Having clearly communicated processes and procedures is an essential accompaniment to technology. CSOs should spearhead a fully developed fraud plan that gets input and buy-in from all the business units and top executives. "You would be shocked to find out how many companies don't have protocols for reporting illegal or improper activity," says Ed Rial, a former federal prosecutor who led the Brooklyn U.S. Attorney's fraud unit and is now a principal with the Forensic & Investigative Services Group at Deloitte & Touche in New York. "You've got to get the information to the right people as quickly as possible. I've been on investigations where we've been given the name of a fraud point-person and they'll say, 'Oh, I don't do that!'"

CSOs may want to strategize with the general counsel and other executives over what the company's electronic records retention policy should be, paying particular attention to the system log files that track all network activity. The resulting policy should be worked into the fraud plan. Additionally, whatever plans the company develops must be tested. "You need to war-game and test against the system," says World Bank's Kellerman. "You can't presume that you are invulnerable."

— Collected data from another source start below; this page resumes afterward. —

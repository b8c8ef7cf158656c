use serde::Serialize;
use tera::{Context, Tera};

use crate::blocks::{ReportBlock, ReportDocument};
use crate::error::{RenderFailure, RenderStage};
use crate::format;
use crate::styles::DocumentStyles;
use crate::{DocumentRenderer, ExportFormat};

const TEMPLATE_NAME: &str = "report";

const TEMPLATE: &str = r#"# {{ brand_title }}

## {{ report_title }}
{% for block in blocks %}
{%- if block.kind == "section_header" %}

### {{ block.title }}

{% elif block.kind == "group_header" %}
**{{ block.title }}**

{% elif block.kind == "free_text" %}
{{ block.text }}

{% elif block.kind == "footer" %}

---

_Gerado em: {{ block.text }}_
{% else -%}
- {{ block.label }}: {{ block.value }}{% if block.badge %}{% if block.attention %} **({{ block.badge }})**{% else %} ({{ block.badge }}){% endif %}{% endif %}
{% endif -%}
{% endfor %}"#;

/// Plain-text preview of a report, rendered through a Tera template.
pub struct MarkdownRenderer {
    styles: DocumentStyles,
}

impl MarkdownRenderer {
    pub fn new(styles: DocumentStyles) -> Self {
        Self { styles }
    }

    pub fn render_to_string(&self, document: &ReportDocument) -> Result<String, RenderFailure> {
        let fail = |message: String| {
            RenderFailure::new(document.assessment_id, RenderStage::Template, message)
        };

        let mut tera = Tera::default();
        tera.add_raw_template(TEMPLATE_NAME, TEMPLATE)
            .map_err(|e| fail(format!("template parse error: {e}")))?;

        let view = DocumentView {
            brand_title: &self.styles.brand_title,
            report_title: &self.styles.report_title,
            blocks: document.blocks.iter().map(BlockView::from).collect(),
        };
        let value = serde_json::to_value(&view).map_err(|e| fail(e.to_string()))?;
        let context = Context::from_value(value).map_err(|e| fail(e.to_string()))?;

        tera.render(TEMPLATE_NAME, &context)
            .map_err(|e| fail(format!("template rendering failed: {e}")))
    }
}

impl DocumentRenderer for MarkdownRenderer {
    fn format(&self) -> ExportFormat {
        ExportFormat::Markdown
    }

    fn render(&self, document: &ReportDocument) -> Result<Vec<u8>, RenderFailure> {
        self.render_to_string(document).map(String::into_bytes)
    }
}

#[derive(Serialize)]
struct DocumentView<'a> {
    brand_title: &'a str,
    report_title: &'a str,
    blocks: Vec<BlockView>,
}

/// Flattened block for the template: every field present, `null` when
/// the block kind has no such part.
#[derive(Serialize, Default)]
struct BlockView {
    kind: &'static str,
    title: Option<String>,
    label: Option<String>,
    value: Option<String>,
    badge: Option<&'static str>,
    attention: bool,
    text: Option<String>,
}

impl From<&ReportBlock> for BlockView {
    fn from(block: &ReportBlock) -> Self {
        match block {
            ReportBlock::SectionHeader { title } => BlockView {
                kind: "section_header",
                title: Some(title.clone()),
                ..Default::default()
            },
            ReportBlock::GroupHeader { title } => BlockView {
                kind: "group_header",
                title: Some(title.clone()),
                ..Default::default()
            },
            ReportBlock::LabeledPair { label, .. } => BlockView {
                kind: "labeled_pair",
                label: Some(label.clone()),
                value: block.display_value(),
                ..Default::default()
            },
            ReportBlock::ClassifiedPair {
                label,
                classification,
                ..
            } => BlockView {
                kind: "classified_pair",
                label: Some(label.clone()),
                value: block.display_value(),
                badge: Some(classification.tier.label()),
                attention: !classification.is_normal(),
                ..Default::default()
            },
            ReportBlock::FreeText { text } => BlockView {
                kind: "free_text",
                text: Some(text.clone()),
                ..Default::default()
            },
            ReportBlock::Footer { generated_at } => BlockView {
                kind: "footer",
                text: Some(format::timestamp(*generated_at)),
                ..Default::default()
            },
        }
    }
}
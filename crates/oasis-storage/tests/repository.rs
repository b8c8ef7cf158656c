use jiff::civil::date;
use oasis_core::intake::AssessmentInput;
use oasis_core::models::patient::Sex;
use oasis_core::{AssessmentId, AssessmentRecord};
use oasis_storage::error::StorageError;
use oasis_storage::{AssessmentRepository, InMemoryRepository, JsonFileRepository};

fn record(name: &str, millis: i64) -> AssessmentRecord {
    AssessmentInput {
        name: Some(name.to_string()),
        birth_date: Some(date(1958, 7, 21)),
        sex: Some(Sex::Male),
        assessment_date: Some(date(2024, 6, 3)),
        height_cm: Some(172.0),
        mass_kg: Some(81.5),
        body_fat_percent: Some(24.0),
        lean_mass_percent: Some(70.0),
        lower_limb_first_s: Some(11.2),
        lower_limb_second_s: Some(10.8),
        grip_right_first_kg: Some(34.0),
        grip_right_second_kg: Some(35.5),
        grip_left_first_kg: Some(31.0),
        grip_left_second_kg: Some(32.0),
        six_minute_walk_steps: Some(610),
        katz_points: Some(6),
        lawton_points: Some(27),
        tug_seconds: Some(9.4),
        notes: None,
    }
    .into_record(AssessmentId::from_millis(millis), date(2024, 6, 3))
    .unwrap()
}

fn exercise(repo: &dyn AssessmentRepository) {
    let first = record("Carlos Lima", 1_717_400_000_000);
    let second = record("Ana Souza", 1_717_400_100_000);

    assert!(repo.list().unwrap().is_empty());
    repo.append(first.clone()).unwrap();
    repo.append(second.clone()).unwrap();

    let names: Vec<_> = repo
        .list()
        .unwrap()
        .into_iter()
        .map(|r| r.patient.name)
        .collect();
    assert_eq!(names, ["Carlos Lima", "Ana Souza"]);

    assert!(matches!(
        repo.append(first.clone()),
        Err(StorageError::Duplicate { id }) if id == first.id
    ));
    assert_eq!(repo.get(second.id).unwrap(), second);

    let removed = repo.remove(first.id).unwrap();
    assert_eq!(removed, first);
    assert!(matches!(
        repo.remove(first.id),
        Err(StorageError::NotFound { .. })
    ));
    assert!(matches!(repo.get(first.id), Err(StorageError::NotFound { .. })));
    assert_eq!(repo.list().unwrap(), [second]);
}

#[test]
fn in_memory_repository_contract() {
    exercise(&InMemoryRepository::new());
}

#[test]
fn json_file_repository_contract() {
    let dir = tempfile::tempdir().unwrap();
    exercise(&JsonFileRepository::new(dir.path().join("assessments.json")));
}

#[test]
fn json_file_survives_reopen() {
    let dir = tempfile::tempdir().unwrap();
    let path = dir.path().join("nested").join("assessments.json");
    let stored = record("Carlos Lima", 1_717_400_000_000);

    JsonFileRepository::new(&path).append(stored.clone()).unwrap();

    let reopened = JsonFileRepository::new(&path);
    assert_eq!(reopened.list().unwrap(), [stored]);

    let raw: serde_json::Value =
        serde_json::from_str(&std::fs::read_to_string(&path).unwrap()).unwrap();
    assert_eq!(raw["version"], 1);
    assert!(!path.with_extension("json.tmp").exists());
}

#[test]
fn legacy_array_is_migrated_on_write() {
    let dir = tempfile::tempdir().unwrap();
    let path = dir.path().join("assessments.json");
    let legacy = record("Carlos Lima", 1_717_400_000_000);
    std::fs::write(&path, serde_json::to_string(&vec![legacy.clone()]).unwrap()).unwrap();

    let repo = JsonFileRepository::new(&path);
    assert_eq!(repo.list().unwrap(), [legacy.clone()]);

    let added = record("Ana Souza", 1_717_400_100_000);
    repo.append(added.clone()).unwrap();

    let raw: serde_json::Value =
        serde_json::from_str(&std::fs::read_to_string(&path).unwrap()).unwrap();
    assert_eq!(raw["version"], 1);
    assert_eq!(repo.list().unwrap(), [legacy, added]);
}

#[test]
fn newer_store_version_is_rejected() {
    let dir = tempfile::tempdir().unwrap();
    let path = dir.path().join("assessments.json");
    std::fs::write(&path, r#"{ "version": 9, "assessments": [] }"#).unwrap();

    assert!(matches!(
        JsonFileRepository::new(&path).list(),
        Err(StorageError::UnsupportedVersion {
            found: 9,
            supported: 1
        })
    ));
}

#[test]
fn corrupt_store_is_a_serialization_error() {
    let dir = tempfile::tempdir().unwrap();
    let path = dir.path().join("assessments.json");
    std::fs::write(&path, "{ not json").unwrap();

    assert!(matches!(
        JsonFileRepository::new(&path).list(),
        Err(StorageError::Serialization(_))
    ));
}

#[test]
fn browser_form_entries_are_converted() {
    let dir = tempfile::tempdir().unwrap();
    let path = dir.path().join("assessments.json");
    let saved = serde_json::json!([{
        "id": "1700000000000",
        "nome": "João Pereira",
        "dataNascimento": "1950-11-02",
        "genero": "masculino",
        "dataAvaliacao": "2024-03-09",
        "estatura": "168",
        "massaCorporal": "74.5",
        "imc": 26.4,
        "percentGordura": "22",
        "percentMassaMagra": "71,5",
        "mmiTentativa1": "15.2",
        "mmiTentativa2": 14.9,
        "preensaoDireita1": "28",
        "preensaoDireita2": "29",
        "preensaoEsquerda1": "26",
        "preensaoEsquerda2": "27",
        "marcha6min": "410",
        "katzPontos": "5",
        "lawtonPontos": 22,
        "tugSegundos": "11.5",
        "observacoes": ""
    }]);
    std::fs::write(&path, saved.to_string()).unwrap();

    let repo = JsonFileRepository::new(&path);
    let records = repo.list().unwrap();
    assert_eq!(records.len(), 1);

    let migrated = &records[0];
    assert_eq!(migrated.id.created_at_millis(), 1_700_000_000_000);
    assert_eq!(migrated.patient.name, "João Pereira");
    assert_eq!(migrated.patient.sex, Sex::Male);
    assert_eq!(migrated.patient.birth_date, date(1950, 11, 2));
    assert_eq!(migrated.anthropometry.lean_mass_percent, 71.5);
    assert!(migrated.bmi_is_consistent());
    assert_eq!(migrated.lower_limb.second_s, 14.9);
    assert_eq!(migrated.six_minute_walk_steps, 410);
    assert_eq!(migrated.katz_points, 5);
    assert_eq!(migrated.lawton_points, 22);
    assert_eq!(migrated.notes, None);

    // Reads before the first write see the same id.
    assert_eq!(repo.list().unwrap()[0].id, migrated.id);
    assert_eq!(repo.get(migrated.id).unwrap().patient.name, "João Pereira");

    repo.append(record("Ana Souza", 1_717_400_100_000)).unwrap();
    let raw: serde_json::Value =
        serde_json::from_str(&std::fs::read_to_string(&path).unwrap()).unwrap();
    assert_eq!(raw["version"], 1);
    assert_eq!(raw["assessments"][0]["patient"]["name"], "João Pereira");
    assert_eq!(repo.list().unwrap()[0].id, migrated.id);
}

Assembling the right staff for a fraud investigation unit is critical; having a keen understanding of finance or the forensic skills to track down a security breach are not enough on their own. "All the technology in the world is only as good as the people who use it," says MassMutual's Bonsall. "Most of the work is done by people thinking outside the box, following hunches and carefully following procedures." Mark Rasch, former head of the U.S. Justice Department's computer crimes unit and currently senior vice president and chief security counsel with managed security service provider Solutionary, recommends that CSOs look for people who have experience conducting internal investigations, are knowledgeable about the various guises that fraud can assume and are discreetideally with some law enforcement experience. Individuals with that background are good at interviewing people and making assessments based on body language and other subtle cues. Just because somebody specializes in pulling information off a computer network doesn't mean that they are qualified to pull that same evidence and information out of a suspect.

Investigative units need clout as well. They'll be ineffective if they're made up of low-level managers who lack decision-making authority. Mercuri has seen companies where fraud working groups or committees sit around and discuss ideas and possible solutions, but then must run to their managers before anything can be approved. At Citizens, the fraud committee consists of senior executives who can implement their decisions. Giving the group further credibility is the fact that it is chaired by the company's vice chairman. Mercuri credits the seniority of the group with the company's success in reducing fraud. "If there's a difference of opinion, we hash it out right there in that room," says Mercuri. "And once we come up with a recommendation, we can act on it quickly."

Beyond the fraud investigation unit, the CSO can make a positive difference by evangelizing to employees about the threats fraud poses. At companies like MassMutual, where most employees don't encounter fraud on a daily basis, Bonsall often acts as the harbinger of caution and awareness. Even when fraud occurs at another company, he talks to MassMutual employees about it, making sure they understand the vulnerability that was exploited and the preventive measure that should be taken in response. "We need them to stop thinking like good, honest people and to start [thinking like] the bad guys," he says.

The other challenge that Bonsall often encounters is that employees who suspect fraud is being committed are reluctant to bring their suspicions to the fraud-investigation unit. To counter this reticence, he markets the fairness and discretion of his unit to the company at large, hoping to ensure that people will come forward. "People like to try and take care of their dirty laundry on their own," he says. Often, employees will attempt to prove an instance of fraud themselves before bringing it to Bonsall's groupa habit that he is trying to stamp out. "I would rather that people bother us and have it turn out to be nothing than have it be something and then not have the evidence maintained to prove it."